Source data
↓

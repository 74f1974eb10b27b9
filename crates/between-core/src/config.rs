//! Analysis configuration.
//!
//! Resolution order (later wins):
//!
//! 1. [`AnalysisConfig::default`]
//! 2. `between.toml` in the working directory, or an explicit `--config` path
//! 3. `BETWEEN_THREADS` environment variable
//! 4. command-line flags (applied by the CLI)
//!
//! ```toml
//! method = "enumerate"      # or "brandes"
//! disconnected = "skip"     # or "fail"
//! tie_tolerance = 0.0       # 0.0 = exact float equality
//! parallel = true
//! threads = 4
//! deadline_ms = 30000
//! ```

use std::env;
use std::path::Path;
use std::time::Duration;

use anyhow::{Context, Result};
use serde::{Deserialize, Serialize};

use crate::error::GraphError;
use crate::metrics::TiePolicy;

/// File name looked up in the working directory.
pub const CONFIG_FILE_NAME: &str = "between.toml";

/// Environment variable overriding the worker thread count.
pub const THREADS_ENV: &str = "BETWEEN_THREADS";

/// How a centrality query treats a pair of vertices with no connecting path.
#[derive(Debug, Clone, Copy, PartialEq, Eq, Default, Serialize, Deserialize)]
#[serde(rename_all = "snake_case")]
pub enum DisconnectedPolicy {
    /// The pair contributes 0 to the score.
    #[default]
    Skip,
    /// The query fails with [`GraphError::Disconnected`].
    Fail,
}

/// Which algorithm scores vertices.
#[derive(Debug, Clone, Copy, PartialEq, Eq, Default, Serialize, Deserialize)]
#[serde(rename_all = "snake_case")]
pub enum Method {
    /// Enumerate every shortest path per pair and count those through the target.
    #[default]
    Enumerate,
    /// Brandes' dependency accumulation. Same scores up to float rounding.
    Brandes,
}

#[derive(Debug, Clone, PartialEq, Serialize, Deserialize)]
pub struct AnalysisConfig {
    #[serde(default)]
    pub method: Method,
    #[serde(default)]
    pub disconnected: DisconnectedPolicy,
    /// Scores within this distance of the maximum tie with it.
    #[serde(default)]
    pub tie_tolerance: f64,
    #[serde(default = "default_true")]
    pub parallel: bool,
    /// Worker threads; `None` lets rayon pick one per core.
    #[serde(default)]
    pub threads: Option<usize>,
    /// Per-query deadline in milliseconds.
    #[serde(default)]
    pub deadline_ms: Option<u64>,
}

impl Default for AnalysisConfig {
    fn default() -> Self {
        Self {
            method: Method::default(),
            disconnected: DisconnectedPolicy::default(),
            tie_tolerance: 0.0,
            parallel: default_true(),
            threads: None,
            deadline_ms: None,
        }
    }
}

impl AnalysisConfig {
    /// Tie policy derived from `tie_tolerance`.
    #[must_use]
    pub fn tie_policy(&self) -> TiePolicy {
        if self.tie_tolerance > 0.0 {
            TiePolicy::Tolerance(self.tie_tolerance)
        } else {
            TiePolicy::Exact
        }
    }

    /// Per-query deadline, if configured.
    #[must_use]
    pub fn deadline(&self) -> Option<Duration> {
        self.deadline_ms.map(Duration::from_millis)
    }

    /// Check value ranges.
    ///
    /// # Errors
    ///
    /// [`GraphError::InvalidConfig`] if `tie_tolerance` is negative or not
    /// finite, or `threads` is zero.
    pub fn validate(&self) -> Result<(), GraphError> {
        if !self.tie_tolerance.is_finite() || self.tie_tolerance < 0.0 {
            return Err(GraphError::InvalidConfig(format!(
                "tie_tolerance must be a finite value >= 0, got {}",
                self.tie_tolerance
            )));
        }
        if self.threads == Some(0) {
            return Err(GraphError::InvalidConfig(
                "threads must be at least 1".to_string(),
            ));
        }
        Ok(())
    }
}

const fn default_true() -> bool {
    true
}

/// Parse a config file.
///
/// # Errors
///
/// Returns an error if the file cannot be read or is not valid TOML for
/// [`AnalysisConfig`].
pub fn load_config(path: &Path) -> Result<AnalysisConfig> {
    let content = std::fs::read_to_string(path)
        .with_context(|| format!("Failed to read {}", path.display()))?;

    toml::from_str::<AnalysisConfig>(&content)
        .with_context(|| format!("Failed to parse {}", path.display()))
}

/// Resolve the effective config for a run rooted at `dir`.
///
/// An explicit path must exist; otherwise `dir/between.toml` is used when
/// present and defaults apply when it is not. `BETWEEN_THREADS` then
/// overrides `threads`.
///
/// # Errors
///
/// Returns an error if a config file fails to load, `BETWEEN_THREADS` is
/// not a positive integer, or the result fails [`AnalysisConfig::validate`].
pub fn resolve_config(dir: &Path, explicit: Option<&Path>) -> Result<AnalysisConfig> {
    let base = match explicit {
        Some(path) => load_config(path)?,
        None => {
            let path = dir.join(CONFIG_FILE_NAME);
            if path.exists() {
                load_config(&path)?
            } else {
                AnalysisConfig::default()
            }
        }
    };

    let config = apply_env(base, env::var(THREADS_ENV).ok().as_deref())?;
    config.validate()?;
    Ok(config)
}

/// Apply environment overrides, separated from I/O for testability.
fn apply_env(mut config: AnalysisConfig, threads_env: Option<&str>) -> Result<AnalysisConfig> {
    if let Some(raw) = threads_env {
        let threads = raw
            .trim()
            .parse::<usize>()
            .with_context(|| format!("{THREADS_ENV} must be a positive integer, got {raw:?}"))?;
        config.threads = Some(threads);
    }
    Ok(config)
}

↑

*TASK TO CARRY OUT*
Look at the records above. Copy every line where the string "value" occurs.

*SOLUTION TO THIS EXERCISE*
    /// Check value ranges.
                "tie_tolerance must be a finite value >= 0, got {}",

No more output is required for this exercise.